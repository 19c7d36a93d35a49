mod commands;
mod input;
mod output;

use clap::{Parser, Subcommand, ValueEnum};
use colored::Colorize;
use std::process;

use commands::loan::{CalculateArgs, PaymentArgs};

/// Loan amortisation calculations with decimal precision
#[derive(Parser)]
#[command(
    name = "loancalc",
    version,
    about = "Loan amortisation calculations with decimal precision",
    long_about = "A CLI for computing loan amortisation schedules with decimal \
                  precision. Supports annuity and differentiated payment schemes, \
                  interest-free installment plans, one-off early repayments, and \
                  qualifying-income estimation."
)]
struct Cli {
    #[command(subcommand)]
    command: Commands,

    /// Output format
    #[arg(long, default_value = "json", global = true)]
    output: OutputFormat,
}

#[derive(Subcommand)]
enum Commands {
    /// Compute the full payment schedule for a loan
    Calculate(CalculateArgs),
    /// Compute just the recurring annuity payment
    Payment(PaymentArgs),
    /// Print version information
    Version,
}

#[derive(Debug, Clone, ValueEnum)]
pub enum OutputFormat {
    Json,
    Table,
    Csv,
    Minimal,
}

fn main() {
    let cli = Cli::parse();

    let result: Result<serde_json::Value, Box<dyn std::error::Error>> = match cli.command {
        Commands::Calculate(args) => commands::loan::run_calculate(args),
        Commands::Payment(args) => commands::loan::run_payment(args),
        Commands::Version => {
            println!("loancalc {}", env!("CARGO_PKG_VERSION"));
            return;
        }
    };

    match result {
        Ok(value) => {
            output::format_output(&cli.output, &value);
            process::exit(0);
        }
        Err(e) => {
            eprintln!("{}: {}", "error".red().bold(), e);
            process::exit(1);
        }
    }
}
use serde::{Deserialize, Serialize};

use crate::model::db::{Candidate, Group};

/// One candidate on the ballot paper.
///
/// The `_id` key (rather than `id`) is a compatibility quirk of the
/// original wire format for this endpoint; the results endpoints use `id`.
#[derive(Debug, Serialize, Deserialize)]
#[serde(rename_all = "camelCase")]
pub struct CandidateView {
    #[serde(rename = "_id")]
    pub id: String,
    pub name: String,
    pub position: String,
    #[serde(skip_serializing_if = "Option::is_none")]
    pub description: Option<String>,
    pub vote_count: u64,
}

impl From<&Candidate> for CandidateView {
    fn from(candidate: &Candidate) -> Self {
        Self {
            id: candidate.id.to_string(),
            name: candidate.name.clone(),
            position: candidate.position.clone(),
            description: candidate.description.clone(),
            vote_count: candidate.vote_count,
        }
    }
}

/// One contested office and its candidates.
#[derive(Debug, Serialize, Deserialize)]
pub struct CandidateGroup {
    pub group: String,
    pub description: String,
    pub candidates: Vec<CandidateView>,
}

/// The ballot paper: all active groups with their candidates.
#[derive(Debug, Serialize, Deserialize)]
pub struct CandidatesResponse {
    pub groups: Vec<CandidateGroup>,
}

impl CandidatesResponse {
    /// Partition candidates under their (already active-filtered) groups,
    /// preserving store order.
    pub fn build(groups: Vec<Group>, candidates: Vec<Candidate>) -> Self {
        let groups = groups
            .into_iter()
            .map(|group| {
                let members = candidates
                    .iter()
                    .filter(|candidate| candidate.group == group.name)
                    .map(CandidateView::from)
                    .collect();
                CandidateGroup {
                    group: group.group.name,
                    description: group.group.description,
                    candidates: members,
                }
            })
            .collect();
        Self { groups }
    }
}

· · ·

Description of the task: Write out the data once more, word for word.

Answer:
repository 19c7d36a93d35a49
mod commands;
mod input;
mod output;

use clap::{Parser, Subcommand, ValueEnum};
use colored::Colorize;
use std::process;

use commands::loan::{CalculateArgs, PaymentArgs};

/// Loan amortisation calculations with decimal precision
#[derive(Parser)]
#[command(
    name = "loancalc",
    version,
    about = "Loan amortisation calculations with decimal precision",
    long_about = "A CLI for computing loan amortisation schedules with decimal \
                  precision. Supports annuity and differentiated payment schemes, \
                  interest-free installment plans, one-off early repayments, and \
                  qualifying-income estimation."
)]
struct Cli {
    #[command(subcommand)]
    command: Commands,

    /// Output format
    #[arg(long, default_value = "json", global = true)]
    output: OutputFormat,
}

#[derive(Subcommand)]
enum Commands {
    /// Compute the full payment schedule for a loan
    Calculate(CalculateArgs),
    /// Compute just the recurring annuity payment
    Payment(PaymentArgs),
    /// Print version information
    Version,
}

#[derive(Debug, Clone, ValueEnum)]
pub enum OutputFormat {
    Json,
    Table,
    Csv,
    Minimal,
}

fn main() {
    let cli = Cli::parse();

    let result: Result<serde_json::Value, Box<dyn std::error::Error>> = match cli.command {
        Commands::Calculate(args) => commands::loan::run_calculate(args),
        Commands::Payment(args) => commands::loan::run_payment(args),
        Commands::Version => {
            println!("loancalc {}", env!("CARGO_PKG_VERSION"));
            return;
        }
    };

    match result {
        Ok(value) => {
            output::format_output(&cli.output, &value);
            process::exit(0);
        }
        Err(e) => {
            eprintln!("{}: {}", "error".red().bold(), e);
            process::exit(1);
        }
    }
}
use serde::{Deserialize, Serialize};

use crate::model::db::{Candidate, Group};

/// One candidate on the ballot paper.
///
/// The `_id` key (rather than `id`) is a compatibility quirk of the
/// original wire format for this endpoint; the results endpoints use `id`.
#[derive(Debug, Serialize, Deserialize)]
#[serde(rename_all = "camelCase")]
pub struct CandidateView {
    #[serde(rename = "_id")]
    pub id: String,
    pub name: String,
    pub position: String,
    #[serde(skip_serializing_if = "Option::is_none")]
    pub description: Option<String>,
    pub vote_count: u64,
}

impl From<&Candidate> for CandidateView {
    fn from(candidate: &Candidate) -> Self {
        Self {
            id: candidate.id.to_string(),
            name: candidate.name.clone(),
            position: candidate.position.clone(),
            description: candidate.description.clone(),
            vote_count: candidate.vote_count,
        }
    }
}

/// One contested office and its candidates.
#[derive(Debug, Serialize, Deserialize)]
pub struct CandidateGroup {
    pub group: String,
    pub description: String,
    pub candidates: Vec<CandidateView>,
}

/// The ballot paper: all active groups with their candidates.
#[derive(Debug, Serialize, Deserialize)]
pub struct CandidatesResponse {
    pub groups: Vec<CandidateGroup>,
}

impl CandidatesResponse {
    /// Partition candidates under their (already active-filtered) groups,
    /// preserving store order.
    pub fn build(groups: Vec<Group>, candidates: Vec<Candidate>) -> Self {
        let groups = groups
            .into_iter()
            .map(|group| {
                let members = candidates
                    .iter()
                    .filter(|candidate| candidate.group == group.name)
                    .map(CandidateView::from)
                    .collect();
                CandidateGroup {
                    group: group.group.name,
                    description: group.group.description,
                    candidates: members,
                }
            })
            .collect();
        Self { groups }
    }
}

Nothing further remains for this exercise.